Blair Soper

Personal information
- Full name: Blaire Early Soper
- Born: 26 October 1991 (age 34) Dunedin, Otago, New Zealand
- Batting: Right-handed
- Bowling: Left-arm fast
- Role: Bowler

Domestic team information
- 2012/13–2018/19: Otago
- Source: Cricinfo, 8 February 2016

= Blair Soper =

New Zealand cricketer (born 1991)

Blair Earle Soper (born 26 October 1991) is a New Zealand cricketer who has played for Otago in top-level matches.

Soper was born at Dunedin in 1991 and grew up in Southland before moving to Dunedin as a child due to his father, Ewan's, work. He was educated at Otago Boys' High School. His uncle, Grant Soper, played Hawke Cup cricket for Southland and Soper played age-group cricket for Otago and in 2009 featured in a trial match for selection for the national under-19 side before being selected in the preliminary New Zealand squad for the 2010 Under-19 Cricket World Cup. As well as cricket, Soper represented Otago age-group sides in field hockey.

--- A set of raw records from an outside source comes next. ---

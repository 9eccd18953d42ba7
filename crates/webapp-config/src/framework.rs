//! Host framework wiring that does not depend on the environment.

use std::path::{Path, PathBuf};

use serde::Serialize;

pub const TEMPLATE_BACKEND: &str = "django.template.backends.django.DjangoTemplates";

pub const CONTEXT_PROCESSORS: &[&str] = &[
    "django.template.context_processors.debug",
    "django.template.context_processors.request",
    "django.contrib.auth.context_processors.auth",
    "django.contrib.messages.context_processors.messages",
];

pub const PASSWORD_VALIDATORS: &[&str] = &[
    "django.contrib.auth.password_validation.UserAttributeSimilarityValidator",
    "django.contrib.auth.password_validation.MinimumLengthValidator",
    "django.contrib.auth.password_validation.CommonPasswordValidator",
    "django.contrib.auth.password_validation.NumericPasswordValidator",
];

/// Directory holding the built frontend, relative to the base directory.
pub const FRONTEND_DIR: &str = "frontend";

#[derive(Clone, Debug, PartialEq, Eq, Serialize)]
pub struct TemplateSettings {
    pub backend: String,
    pub dirs: Vec<PathBuf>,
    pub app_dirs: bool,
    pub context_processors: Vec<String>,
}

impl TemplateSettings {
    /// Templates come from `<base>/frontend/build` plus each app's own
    /// template directory.
    pub fn for_base_dir(base_dir: &Path) -> Self {
        Self {
            backend: TEMPLATE_BACKEND.to_string(),
            dirs: vec![base_dir.join(FRONTEND_DIR).join("build")],
            app_dirs: true,
            context_processors: CONTEXT_PROCESSORS.iter().map(|p| p.to_string()).collect(),
        }
    }
}

#[derive(Clone, Debug, PartialEq, Eq, Serialize)]
pub struct PasswordPolicy {
    pub validators: Vec<String>,
}

impl Default for PasswordPolicy {
    fn default() -> Self {
        Self {
            validators: PASSWORD_VALIDATORS.iter().map(|v| v.to_string()).collect(),
        }
    }
}

/// Dotted paths the host framework boots from.
#[derive(Clone, Debug, PartialEq, Eq, Serialize)]
pub struct EntryPoints {
    pub root_urlconf: String,
    pub wsgi_application: String,
    pub default_auto_field: String,
}

impl Default for EntryPoints {
    fn default() -> Self {
        Self {
            root_urlconf: "app.urls".to_string(),
            wsgi_application: "app.wsgi.application".to_string(),
            default_auto_field: "django.db.models.BigAutoField".to_string(),
        }
    }
}
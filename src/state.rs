use std::sync::Arc;

use crate::settings::Settings;

/// Shared handle passed to request handlers.
#[derive(Clone, Debug)]
pub struct AppState {
    pub settings: Arc<Settings>,
}

impl AppState {
    pub fn new(settings: Arc<Settings>) -> Self {
        Self { settings }
    }
}

impl From<Settings> for AppState {
    fn from(settings: Settings) -> Self {
        Self::new(Arc::new(settings))
    }
}
use clap::Parser;
use webapp::cli::{self, Cli};

fn main() -> anyhow::Result<()> {
    cli::run(Cli::parse())
}
use serde::Serialize;
use validator::ValidateUrl;
use webapp_core::{ConfigError, ConfigResult, EnvSnapshot};

use crate::keys;

#[derive(Clone, Debug, PartialEq, Eq, Serialize)]
pub struct CorsSettings {
    pub allowed_origins: Vec<String>,
}

impl CorsSettings {
    /// Reads the space-delimited `CORS_ALLOWED_ORIGINS`.
    ///
    /// Every origin must be `scheme://host[:port]` with no path.
    pub fn from_env(env: &EnvSnapshot) -> ConfigResult<Self> {
        let allowed_origins = env.list(keys::CORS_ALLOWED_ORIGINS)?;

        for origin in &allowed_origins {
            check_origin(origin)
                .map_err(|reason| ConfigError::invalid(keys::CORS_ALLOWED_ORIGINS, origin, reason))?;
        }

        Ok(Self { allowed_origins })
    }

    pub fn allows(&self, origin: &str) -> bool {
        self.allowed_origins.iter().any(|o| o == origin)
    }
}

fn check_origin(origin: &str) -> Result<(), &'static str> {
    if !origin.to_string().validate_url() {
        return Err("origin is not an absolute URL");
    }
    match origin.split_once("://") {
        Some((_, authority)) if !authority.is_empty() && !authority.contains('/') => Ok(()),
        Some(_) => Err("origin must not contain a path"),
        None => Err("origin is missing a scheme"),
    }
}

#[cfg(test)]
mod tests {
    use super::*;

    fn cors(value: &str) -> ConfigResult<CorsSettings> {
        CorsSettings::from_env(&EnvSnapshot::from_pairs([("CORS_ALLOWED_ORIGINS", value)]))
    }

    #[test]
    fn test_from_env() {
        let settings = cors("http://localhost:3000 https://app.example.com").unwrap();
        assert_eq!(
            settings.allowed_origins,
            vec!["http://localhost:3000", "https://app.example.com"]
        );
        assert!(settings.allows("http://localhost:3000"));
        assert!(!settings.allows("http://localhost:5173"));
    }

    #[test]
    fn test_missing() {
        assert!(matches!(
            CorsSettings::from_env(&EnvSnapshot::new()),
            Err(ConfigError::MissingRequired { .. })
        ));
    }

    #[test]
    fn test_rejects_bare_host() {
        assert!(matches!(cors("example.com"), Err(ConfigError::Invalid { .. })));
    }

    #[test]
    fn test_rejects_path() {
        assert!(matches!(
            cors("https://example.com/app"),
            Err(ConfigError::Invalid { .. })
        ));
        assert!(matches!(
            cors("https://example.com/"),
            Err(ConfigError::Invalid { .. })
        ));
    }
}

Soper made his first-class debut on 12 November 2012 in the 2015–16 Plunket Shield. After playing in four Plunket Shield matches during the season and taking 12 wickets, including a five-wicket haul against Wellington, the "promising up-and-comer" was awarded a contract with Otago in July for the following season. He established himself as a regular in Otago's Shield side, playing in the team's first six matches of the season, before a shoulder injury meant he was unable to play.

The injury required surgery and Soper lost his place in the side. He played in one Shield match towards the end of the 2015–16 season but only bowled 7.3 overs before suffering another injury. He returned to the side in November 2019 and played in two List A matches, making his debut on 21 November 2019 against Wellington in the 2019–20 Ford Trophy, replacing the injured Michael Rae. He took a wicket in the first over of the Wellington innings, his only List A wicket.

Soper has played club cricket for Green island Cricket Club. Whilst out of the Otago side he studied an automotive course at Otago Polytechnic and works as a mechanic.